In the late 1960s, Milius grew interested in adapting Heart of Darkness for a Vietnam War context, and he began working on the project with Coppola as producer and George Lucas as director. When Lucas became unavailable, Coppola took over as the director, and his approach to the subject was informed by Werner Herzog’s Aguirre, the Wrath of God (1972). Originally planned as a five-month shot, the picture became known for the troubles that plagued it for more than a year, as shown in the documentary Hearts of Darkness: A Filmmaker’s Apocalypse. Expensive sets were destroyed by harsh weather, Brando showed up on set overweight and unprepared, and Sheen had a nervous breakdown and suffered a near-fatal heart attack while on location. After filming, problems persisted, and the film’s release was repeatedly postponed as Coppola edited nearly a million feet of footage.
Apocalypse Now won the Palme d’Or at the Cannes Film Festival, where it premiered incomplete before being released by United Artists on August 15, 1979.
The picture did well from the box office, collecting $40 million in the United States and more than $100 million internationally. While Vittorio Storaro’s photography received widespread praise, many critics regarded Coppola’s handling of the story’s primary themes to be anticlimactic as well as intellectually unsatisfactory.

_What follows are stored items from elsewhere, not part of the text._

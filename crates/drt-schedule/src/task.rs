//! Tasks: one contiguous activity interval of a vehicle.

use drt_core::{ChargerId, NodeId, RequestId, SimTime};
use drt_spatial::Route;

use crate::{ScheduleError, ScheduleResult};

// ── TaskStatus ────────────────────────────────────────────────────────────────

/// Execution state of a task.  Moves strictly forward one step at a time.
#[derive(Copy, Clone, Debug, PartialEq, Eq, PartialOrd, Ord, Hash)]
#[cfg_attr(feature = "serde", derive(serde::Serialize, serde::Deserialize))]
pub enum TaskStatus {
    Planned,
    Started,
    Performed,
}

impl TaskStatus {
    /// The only status this one may advance to.
    pub fn next(self) -> Option<TaskStatus> {
        match self {
            TaskStatus::Planned => Some(TaskStatus::Started),
            TaskStatus::Started => Some(TaskStatus::Performed),
            TaskStatus::Performed => None,
        }
    }
}

// ── TaskKind ──────────────────────────────────────────────────────────────────

/// What the vehicle does during a task.
#[derive(Clone, Debug, PartialEq)]
#[cfg_attr(feature = "serde", derive(serde::Serialize, serde::Deserialize))]
pub enum TaskKind {
    /// Idle or waiting, optionally parked at a charger without charging.
    Stay { charger: Option<ChargerId> },
    /// Travel along a precomputed route.
    Drive { route: Route },
    /// Passenger boarding.
    Pickup { request: RequestId },
    /// Passenger alighting.
    Dropoff { request: RequestId },
    /// Plugged into a charger.
    Charge { charger: ChargerId },
}

impl TaskKind {
    pub fn label(&self) -> &'static str {
        match self {
            TaskKind::Stay { .. } => "stay",
            TaskKind::Drive { .. } => "drive",
            TaskKind::Pickup { .. } => "pickup",
            TaskKind::Dropoff { .. } => "dropoff",
            TaskKind::Charge { .. } => "charge",
        }
    }
}

// ── Task ──────────────────────────────────────────────────────────────────────

/// A task over `[begin, end)` moving the vehicle from `from` to `to`.
///
/// Only `Drive` changes location; every other kind has `from == to`.
/// Tasks built with [`with_energy`](Self::with_energy) are energy-aware and
/// carry a net battery delta in kWh (negative = consumption).
#[derive(Clone, Debug, PartialEq)]
#[cfg_attr(feature = "serde", derive(serde::Serialize, serde::Deserialize))]
pub struct Task {
    pub kind: TaskKind,
    pub begin: SimTime,
    pub end: SimTime,
    pub from: NodeId,
    pub to: NodeId,
    status: TaskStatus,
    energy_kwh: Option<f64>,
    started_at: Option<SimTime>,
    performed_at: Option<SimTime>,
}

impl Task {
    fn new(kind: TaskKind, begin: SimTime, end: SimTime, from: NodeId, to: NodeId) -> Self {
        Self {
            kind,
            begin,
            end,
            from,
            to,
            status: TaskStatus::Planned,
            energy_kwh: None,
            started_at: None,
            performed_at: None,
        }
    }

    pub fn stay(node: NodeId, begin: SimTime, end: SimTime) -> Self {
        Self::new(TaskKind::Stay { charger: None }, begin, end, node, node)
    }

    /// A Drive spanning the route's departure and arrival.
    pub fn drive(route: Route) -> Self {
        let (begin, end, from, to) = (route.departure, route.arrival, route.from, route.to);
        Self::new(TaskKind::Drive { route }, begin, end, from, to)
    }

    pub fn pickup(request: RequestId, node: NodeId, begin: SimTime, end: SimTime) -> Self {
        Self::new(TaskKind::Pickup { request }, begin, end, node, node)
    }

    pub fn dropoff(request: RequestId, node: NodeId, begin: SimTime, end: SimTime) -> Self {
        Self::new(TaskKind::Dropoff { request }, begin, end, node, node)
    }

    pub fn charge(charger: ChargerId, node: NodeId, begin: SimTime, end: SimTime) -> Self {
        Self::new(TaskKind::Charge { charger }, begin, end, node, node)
    }

    /// Attach a net energy delta, making the task energy-aware.
    pub fn with_energy(mut self, kwh: f64) -> Self {
        self.energy_kwh = Some(kwh);
        self
    }

    #[inline]
    pub fn status(&self) -> TaskStatus {
        self.status
    }

    #[inline]
    pub fn is_energy_aware(&self) -> bool {
        self.energy_kwh.is_some()
    }

    /// Net energy delta in kWh, `None` for tasks without energy accounting.
    #[inline]
    pub fn energy_kwh(&self) -> Option<f64> {
        self.energy_kwh
    }

    pub(crate) fn set_energy(&mut self, kwh: Option<f64>) {
        self.energy_kwh = kwh;
    }

    #[inline]
    pub fn duration_secs(&self) -> u64 {
        self.end.saturating_since(self.begin)
    }

    /// `true` if `t` lies in `[begin, end)`.
    #[inline]
    pub fn covers(&self, t: SimTime) -> bool {
        self.begin <= t && t < self.end
    }

    pub fn is_stay(&self) -> bool {
        matches!(self.kind, TaskKind::Stay { .. })
    }

    /// The request this task serves, if it is a Pickup or Dropoff.
    pub fn request(&self) -> Option<RequestId> {
        match self.kind {
            TaskKind::Pickup { request } | TaskKind::Dropoff { request } => Some(request),
            _ => None,
        }
    }

    /// The charger this task is bound to, if any.
    pub fn charger(&self) -> Option<ChargerId> {
        match self.kind {
            TaskKind::Charge { charger } => Some(charger),
            TaskKind::Stay { charger } => charger,
            _ => None,
        }
    }

    /// Where the vehicle is parked once this task is over: the charger of a
    /// Charge task, nothing for every other kind.
    pub fn docks_at(&self) -> Option<ChargerId> {
        match self.kind {
            TaskKind::Charge { charger } => Some(charger),
            _ => None,
        }
    }

    /// When execution actually started, once it has.
    pub fn started_at(&self) -> Option<SimTime> {
        self.started_at
    }

    pub fn performed_at(&self) -> Option<SimTime> {
        self.performed_at
    }

    /// Move to `new_status`, which must be the immediate successor of the
    /// current status.  `at` is the execution time, recorded for reporting.
    pub fn advance(&mut self, new_status: TaskStatus, at: SimTime) -> ScheduleResult<()> {
        if self.status.next() != Some(new_status) {
            return Err(ScheduleError::InvalidTransition { from: self.status, to: new_status });
        }
        match new_status {
            TaskStatus::Started => self.started_at = Some(at),
            TaskStatus::Performed => self.performed_at = Some(at),
            TaskStatus::Planned => {}
        }
        self.status = new_status;
        Ok(())
    }

    /// Cut the task at `t`, keeping `[begin, t)` in `self` and returning
    /// `[t, end)` as a new `Planned` task.  Energy is split pro rata.
    pub(crate) fn split_off(&mut self, t: SimTime) -> Task {
        let total = self.duration_secs();
        let mut tail = Task::new(self.kind.clone(), t, self.end, self.to, self.to);
        if let Some(e) = self.energy_kwh {
            let head_share = (t - self.begin) as f64 / total as f64;
            let head = e * head_share;
            self.energy_kwh = Some(head);
            tail.energy_kwh = Some(e - head);
        }
        self.end = t;
        tail
    }

    /// Drop `[begin, new_begin)` from the head, scaling energy with the
    /// remaining duration.
    pub(crate) fn trim_head(&mut self, new_begin: SimTime) {
        let total = self.duration_secs();
        if let Some(e) = self.energy_kwh {
            let remaining = self.end.saturating_since(new_begin);
            self.energy_kwh = Some(if total == 0 { 0.0 } else { e * remaining as f64 / total as f64 });
        }
        self.begin = new_begin;
    }
}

Apocalypse Now is largely regarded as among the best films of all time. It was nominated for eight Academy Awards, notably Best Picture, Best Director (Coppola), and Best Supporting Actor (Duvall), and won Best Cinematography and Best Sound there at 52nd Academy Awards. In 2012, it was named No. 14 in Sight & Sound’s best films poll, and No. 6 in the Director’s Poll of all-time excellent movies. It was also featured in Roger Ebert’s top ten list of the best films of all time in 2012.